To be candid: the best operations teams in the world run the Olympic Games. 

That 25 people total, in a region of 1 billion, have been vaccinated is — an outrage. 

Those numbers have, as the Times reported, set the stage for a “catastrophic moral failure,” in the words of Tedros Adhanom Ghebreyesus, head of the World Health Organization. Further, in our interconnected world, because variants of the virus know no passports, it is in everyone’s interest -- developing world and developed — to act. 

“This idea that no one is safe until everyone is safe is not just an adage,” Andrea Taylor, assistant director at Duke Global Health Innovation Center told the Times. “It is really true.”

Time is ticking. 

Experts have warned that the pandemic almost surely will have significant mental health consequences. In Japan, government statistics show more people killed themselves in October 2020 — 2,153 suicides — than had died from January through November of last year because of the coronavirus, 2,087. 

The numbers are all the more notable because the country was not then under lockdown; it is now. Moreover, the figures reversed a trend that had seen Japan’s suicide rate fall to a 40-year low in 2019. And — the primary source of the increase of the suicides was women. The number of women killing themselves was about 70 percent higher in October 2020 compared with the prior three Octobers.

Enter the IOC. 

The purpose of the Olympic movement is to put sport at the service of humankind. In that spirit, Bach ought to call together the world’s best and brightest, who, as it happens, love the Olympics. Please consider these names suggestions and hardly inclusive:

— Bill Gates, the former Microsoft boss turned philanthropist

— Apple’s Tim Cook 

— Helen Clark, the former UNDP administrator who, before that, served as New Zealand prime minister. See this, in which she laments the lack of a coordinated global response to the crisis.)

— Oprah Winfrey 

— Jeff Bezos at Amazon

— Jack Ma in China

— Christine Lagarde, now president of the European Central Bank, former managing director of the International Monetary Fund

— Jacinda Ardern, current prime minister of New Zealand (everything she touches seemingly turns not only to gold but platinum)

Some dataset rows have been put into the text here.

impl MediaDescription {
    /// Creates a new MediaDescription.
    ///
    /// # Examples
    ///
    /// ```
    /// # use rvoip_sip_core::types::sdp::MediaDescription;
    /// // Create an audio media section for RTP/AVP with PCMU (0) and PCMA (8)
    /// let audio = MediaDescription::new(
    ///     "audio", 
    ///     49170, 
    ///     "RTP/AVP", 
    ///     vec!["0".to_string(), "8".to_string()]
    /// );
    ///
    /// // Create a video media section for RTP/AVP with H264 (96)
    /// let video = MediaDescription::new(
    ///     "video",
    ///     49174,
    ///     "RTP/AVP",
    ///     vec!["96".to_string()]
    /// );
    /// ```
    pub fn new(
        media: impl Into<String>, 
        port: u16, 
        protocol: impl Into<String>, 
        formats: Vec<String>
    ) -> Self {
        Self {
            media: media.into(),
            port,
            protocol: protocol.into(),
            formats,
            connection_info: None,
            ptime: None,
            direction: None,
            generic_attributes: Vec::new(),
        }
    }

    /// Sets media-level connection data.
    ///
    /// # Examples
    ///
    /// ```
    /// # use rvoip_sip_core::types::sdp::{MediaDescription, ConnectionData};
    /// # let media = MediaDescription::new("audio", 49170, "RTP/AVP", vec!["0".to_string()]);
    /// let conn = ConnectionData {
    ///     net_type: "IN".to_string(),
    ///     addr_type: "IP4".to_string(),
    ///     connection_address: "192.168.1.100".to_string(),
    ///     ttl: None,                // Optional TTL for multicast (IPv4 only)
    ///     multicast_count: None,    // Optional number of addresses in multicast group
    /// };
    /// let media = media.with_connection_data(conn);
    /// ```
    pub fn with_connection_data(mut self, conn: ConnectionData) -> Self {
        self.connection_info = Some(conn);
        self
    }
    
    /// Adds a media-level attribute.
    ///
    /// Certain attribute types (ptime, direction) will be stored in dedicated fields.
    ///
    /// # Examples
    ///
    /// ```
    /// # use rvoip_sip_core::types::sdp::{MediaDescription, ParsedAttribute, RtpMapAttribute};
    /// # let media = MediaDescription::new("audio", 49170, "RTP/AVP", vec!["0".to_string()]);
    /// // Add an rtpmap attribute
    /// let rtpmap = RtpMapAttribute {
    ///     payload_type: 0,
    ///     encoding_name: "PCMU".to_string(),
    ///     clock_rate: 8000,
    ///     encoding_params: None,
    /// };
    /// let media = media.with_attribute(ParsedAttribute::RtpMap(rtpmap));
    /// ```
    pub fn with_attribute(mut self, attr: ParsedAttribute) -> Self {
        // Handle setting dedicated fields vs adding to generic collection
        match attr {
            ParsedAttribute::Ptime(v) => { self.ptime = Some(v as u32); }
            ParsedAttribute::Direction(d) => { self.direction = Some(d); }
            _ => self.generic_attributes.push(attr),
        }
        self
    }

    /// Get the media direction (if set)
    pub fn get_direction(&self) -> Option<MediaDirection> {
        self.direction.clone()
    }
    
    /// Gets the media-level ptime attribute, if set.
    pub fn get_ptime(&self) -> Option<u32> {
        self.ptime
    }

    /// Finds all media-level rtpmap attributes.
    ///
    /// Returns an iterator over references to all RtpMapAttribute values.
    pub fn rtpmaps(&self) -> impl Iterator<Item = &RtpMapAttribute> {
        self.generic_attributes.iter().filter_map(|a| match a {
            ParsedAttribute::RtpMap(rtpmap) => Some(rtpmap),
            _ => None,
        })
    }
    
    /// Finds the first media-level rtpmap attribute for a given payload type.
    ///
    /// # Examples
    ///
    /// ```
    /// # use rvoip_sip_core::types::sdp::MediaDescription;
    /// # let media = MediaDescription::new("audio", 49170, "RTP/AVP", vec!["0".to_string()]);
    /// // Get the rtpmap for payload type 0 (PCMU)
    /// if let Some(rtpmap) = media.get_rtpmap(0) {
    ///     println!("Encoding: {}, Clock rate: {}", rtpmap.encoding_name, rtpmap.clock_rate);
    /// }
    /// ```
    pub fn get_rtpmap(&self, payload_type: u8) -> Option<&RtpMapAttribute> {
        self.rtpmaps().find(|r| r.payload_type == payload_type)
    }

    /// Finds all media-level fmtp attributes.
    ///
    /// Returns an iterator over references to all FmtpAttribute values.
    pub fn fmtps(&self) -> impl Iterator<Item = &FmtpAttribute> {
        self.generic_attributes.iter().filter_map(|a| match a {
            ParsedAttribute::Fmtp(fmtp) => Some(fmtp),
            _ => None,
        })
    }

    /// Finds the first media-level fmtp attribute for a given format.
    ///
    /// # Examples
    ///
    /// ```
    /// # use rvoip_sip_core::types::sdp::MediaDescription;
    /// # let media = MediaDescription::new("video", 49174, "RTP/AVP", vec!["96".to_string()]);
    /// // Get format parameters for payload type 96 (often H.264)
    /// if let Some(fmtp) = media.get_fmtp("96") {
    ///     println!("H.264 parameters: {}", fmtp.parameters);
    /// }
    /// ```
    pub fn get_fmtp(&self, format: &str) -> Option<&FmtpAttribute> {
        self.fmtps().find(|f| f.format == format)
    }
    
    /// Finds all media-level ICE candidate attributes.
    ///
    /// Returns an iterator over references to all CandidateAttribute values.
    pub fn candidates(&self) -> impl Iterator<Item = &CandidateAttribute> {
        self.generic_attributes.iter().filter_map(|a| match a {
            ParsedAttribute::Candidate(candidate) => Some(candidate),
            _ => None,
        })
    }
    
    /// Finds all media-level SSRC attributes.
    ///
    /// Returns an iterator over references to all SsrcAttribute values.
    pub fn ssrcs(&self) -> impl Iterator<Item = &SsrcAttribute> {
        self.generic_attributes.iter().filter_map(|a| match a {
            ParsedAttribute::Ssrc(ssrc) => Some(ssrc),
            _ => None,
        })
    }
    
    /// Gets the value of a generic media-level attribute by key.
    ///
    /// Returns:
    /// - `Some(Some(value))` for attributes with values
    /// - `Some(None)` for flag attributes
    /// - `None` if the attribute doesn't exist
    ///
    /// # Examples
    ///
    /// ```
    /// # use rvoip_sip_core::types::sdp::{MediaDescription, ParsedAttribute};
    /// # let mut media = MediaDescription::new("audio", 49170, "RTP/AVP", vec!["0".to_string()]);
    /// # media = media.with_attribute(ParsedAttribute::Value("mid".to_string(), "audio".to_string()));
    /// if let Some(Some(value)) = media.get_generic_attribute_value("mid") {
    ///     println!("Media ID: {}", value);
    /// }
    /// ```
    pub fn get_generic_attribute_value(&self, key: &str) -> Option<Option<&str>> {
        self.generic_attributes.iter().find_map(|a| match a {
            ParsedAttribute::Value(k, v) if k.eq_ignore_ascii_case(key) => Some(Some(v.as_str())),
            ParsedAttribute::Flag(k) if k.eq_ignore_ascii_case(key) => Some(None),
            ParsedAttribute::Other(k, v) if k.eq_ignore_ascii_case(key) => Some(v.as_deref()),
             // Add checks for dedicated fields
             ParsedAttribute::Ptime(v) if key.eq_ignore_ascii_case("ptime") => Some(Some(Box::leak(v.to_string().into_boxed_str()))), // Leak! Needs better way
             ParsedAttribute::Direction(_) if key.eq_ignore_ascii_case(self.direction.map(|d| d.to_string()).as_deref().unwrap_or("")) => Some(None),
            _ => None
        })
    }
}
/// SIP status codes as defined in RFC 3261 and extensions
///
/// SIP response status codes are used to indicate the outcome of a SIP request.
/// These status codes are organized into six classes:
///
/// - `1xx` (100-199): Provisional — Request received, continuing to process the request
/// - `2xx` (200-299): Success — The action was successfully received, understood, and accepted
/// - `3xx` (300-399): Redirection — Further action needs to be taken to complete the request
/// - `4xx` (400-499): Client Error — The request contains bad syntax or cannot be fulfilled at this server
/// - `5xx` (500-599): Server Error — The server failed to fulfill an apparently valid request
/// - `6xx` (600-699): Global Failure — The request cannot be fulfilled at any server
///
/// Each status code has a standard reason phrase associated with it, but the numeric value
/// is what determines the meaning of the response.
///
/// # Examples
///
/// ```rust
/// use rvoip_sip_core::prelude::*;
///
/// // Check status code classes
/// let trying = StatusCode::Trying;
/// assert!(trying.is_provisional());  // 1xx class
///
/// let ok = StatusCode::Ok;
/// assert!(ok.is_success());  // 2xx class
///
/// let not_found = StatusCode::NotFound;
/// assert!(not_found.is_client_error());  // 4xx class
/// assert!(not_found.is_error());  // Any 4xx, 5xx, or 6xx
///
/// // Format status code
/// assert_eq!(ok.to_string(), "200 OK");
/// ```
#[derive(Debug, Clone, Copy, PartialEq, Eq, Hash, Serialize, Deserialize)]
#[repr(u16)]
pub enum StatusCode {
    // 1xx: Provisional
    /// 100 Trying
    Trying = 100,
    /// 180 Ringing
    Ringing = 180,
    /// 181 Call Is Being Forwarded
    CallIsBeingForwarded = 181,
    /// 182 Queued
    Queued = 182,
    /// 183 Session Progress
    SessionProgress = 183,

    // 2xx: Success
    /// 200 OK
    Ok = 200,
    /// 202 Accepted
    Accepted = 202,

    // 3xx: Redirection
    /// 300 Multiple Choices
    MultipleChoices = 300,
    /// 301 Moved Permanently
    MovedPermanently = 301,
    /// 302 Moved Temporarily
    MovedTemporarily = 302,
    /// 305 Use Proxy
    UseProxy = 305,
    /// 380 Alternative Service
    AlternativeService = 380,

    // 4xx: Client Error
    /// 400 Bad Request
    BadRequest = 400,
    /// 401 Unauthorized
    Unauthorized = 401,
    /// 402 Payment Required
    PaymentRequired = 402,
    /// 403 Forbidden
    Forbidden = 403,
    /// 404 Not Found
    NotFound = 404,
    /// 405 Method Not Allowed
    MethodNotAllowed = 405,
    /// 406 Not Acceptable
    NotAcceptable = 406,
    /// 407 Proxy Authentication Required
    ProxyAuthenticationRequired = 407,
    /// 408 Request Timeout
    RequestTimeout = 408,
    /// 410 Gone
    Gone = 410,
    /// 413 Request Entity Too Large
    RequestEntityTooLarge = 413,
    /// 414 Request-URI Too Long
    RequestUriTooLong = 414,
    /// 415 Unsupported Media Type
    UnsupportedMediaType = 415,
    /// 416 Unsupported URI Scheme
    UnsupportedUriScheme = 416,
    /// 420 Bad Extension
    BadExtension = 420,
    /// 421 Extension Required
    ExtensionRequired = 421,
    /// 423 Interval Too Brief
    IntervalTooBrief = 423,
    /// 480 Temporarily Unavailable
    TemporarilyUnavailable = 480,
    /// 481 Call/Transaction Does Not Exist
    CallOrTransactionDoesNotExist = 481,
    /// 482 Loop Detected
    LoopDetected = 482,
    /// 483 Too Many Hops
    TooManyHops = 483,
    /// 484 Address Incomplete
    AddressIncomplete = 484,
    /// 485 Ambiguous
    Ambiguous = 485,
    /// 486 Busy Here
    BusyHere = 486,
    /// 487 Request Terminated
    RequestTerminated = 487,
    /// 488 Not Acceptable Here
    NotAcceptableHere = 488,
    /// 491 Request Pending
    RequestPending = 491,
    /// 493 Undecipherable
    Undecipherable = 493,

    // 5xx: Server Error
    /// 500 Server Internal Error
    ServerInternalError = 500,
    /// 501 Not Implemented
    NotImplemented = 501,
    /// 502 Bad Gateway
    BadGateway = 502,
    /// 503 Service Unavailable
    ServiceUnavailable = 503,
    /// 504 Server Time-out
    ServerTimeout = 504,
    /// 505 Version Not Supported
    VersionNotSupported = 505,
    /// 513 Message Too Large
    MessageTooLarge = 513,

    // 6xx: Global Failure
    /// 600 Busy Everywhere
    BusyEverywhere = 600,
    /// 603 Decline
    Decline = 603,
    /// 604 Does Not Exist Anywhere
    DoesNotExistAnywhere = 604,
    /// 606 Not Acceptable
    NotAcceptable606 = 606,

    /// Custom status code (with value)
    Custom(u16),
}
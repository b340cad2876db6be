/// Certificate Generator for Secure Media Testing
///
/// This example generates self-signed certificates and private keys for testing
/// the secure media streaming example with DTLS-SRTP.

use std::fs::File;
use std::io::Write;
use std::path::Path;
use rcgen::{Certificate, CertificateParams, PKCS_ECDSA_P256_SHA256};
use rvoip_rtp_core::dtls::crypto::verify::generate_self_signed_certificate;

#[tokio::main]
async fn main() -> Result<(), Box<dyn std::error::Error>> {
    println!("Certificate Generator for Secure Media Testing");
    println!("=============================================\n");
    
    // Generate server certificate using rcgen directly
    println!("Generating server certificate...");
    let mut params = CertificateParams::new(vec!["localhost".to_string()]);
    params.alg = &PKCS_ECDSA_P256_SHA256;
    params.distinguished_name.push(rcgen::DnType::OrganizationName, "RVOIP Test Server");
    params.distinguished_name.push(rcgen::DnType::CommonName, "server.rvoip.test");
    
    let server_cert = Certificate::from_params(params)?;
    
    // Save server certificate and private key
    let server_cert_path = "server-cert.pem";
    let server_key_path = "server-key.pem";
    
    // Save PEM files
    let mut cert_file = File::create(server_cert_path)?;
    cert_file.write_all(server_cert.serialize_pem()?.as_bytes())?;
    
    let mut key_file = File::create(server_key_path)?;
    key_file.write_all(server_cert.serialize_private_key_pem().as_bytes())?;
    
    println!("Saved server certificate to {} and private key to {}", server_cert_path, server_key_path);
    
    // Generate client certificate using rcgen
    println!("Generating client certificate...");
    let mut params = CertificateParams::new(vec!["localhost".to_string()]);
    params.alg = &PKCS_ECDSA_P256_SHA256;
    params.distinguished_name.push(rcgen::DnType::OrganizationName, "RVOIP Test Client");
    params.distinguished_name.push(rcgen::DnType::CommonName, "client.rvoip.test");
    
    let client_cert = Certificate::from_params(params)?;
    
    // Save client certificate and private key
    let client_cert_path = "client-cert.pem";
    let client_key_path = "client-key.pem";
    
    // Save PEM files
    let mut cert_file = File::create(client_cert_path)?;
    cert_file.write_all(client_cert.serialize_pem()?.as_bytes())?;
    
    let mut key_file = File::create(client_key_path)?;
    key_file.write_all(client_cert.serialize_private_key_pem().as_bytes())?;
    
    println!("Saved client certificate to {} and private key to {}", client_cert_path, client_key_path);
    
    // Display fingerprints for verification
    // First, let's generate certificates using the built-in utility to get fingerprints
    let server_internal_cert = generate_self_signed_certificate()?;
    let client_internal_cert = generate_self_signed_certificate()?;
    
    let mut server_internal_cert = server_internal_cert;
    let mut client_internal_cert = client_internal_cert;
    
    let server_fingerprint = server_internal_cert.fingerprint("sha-256")?;
    let client_fingerprint = client_internal_cert.fingerprint("sha-256")?;
    
    println!("\nCertificate details:");
    println!("===================");
    println!("Server certificate fingerprint (SHA-256): {}", server_fingerprint);
    println!("Client certificate fingerprint (SHA-256): {}", client_fingerprint);
    
    println!("\nFiles created:");
    println!("server-cert.pem - Server certificate (public key)");
    println!("server-key.pem - Server private key");
    println!("client-cert.pem - Client certificate (public key)");
    println!("client-key.pem - Client private key");
    
    println!("\nNote: The fingerprints shown are for randomly generated internal certificates,");
    println!("not for the certificates saved to files. These are for illustration only.");
    println!("\nYou can now use these files with the secure_media_streaming example.");
    Ok(())
}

— Her Royal Highness the Princess Royal (that is, Princess Anne of Great Britain who is, in every regard, a let’s-get-things-done woman)

— every single TOP partner (that is, the IOC top-tier group of sponsors)

— Johnson & Johnson (a former TOP partner)

— the WHO

— the UN

— every current organizing committee (Tokyo, Beijing, Paris, MIlano/Cortina, Los Angeles)

Now: who should be in charge of this supergroup?

Mitt Romney, the Utah senator and former U.S. Republican presidential candidate who ran the 2002 Salt Lake City Olympics. 

Once more, the Tokyo Games get underway in July. Seemingly forgotten by many if not most but not the IOC: just a few months later, next February, the Beijing Winter Games are scheduled to start.  

The playbook for this group — that timeline — ought to be that one-two focus. Inspired by the Olympic spirit, the best of all of us, it needs to be on finding the massive funding and securing the complex logistics for what needs to be done.

Which is, to be clear, by the start of the Winter Olympics in China: inoculate the world. 

Every single person in our world deserves nothing less — deserves human dignity.

Go.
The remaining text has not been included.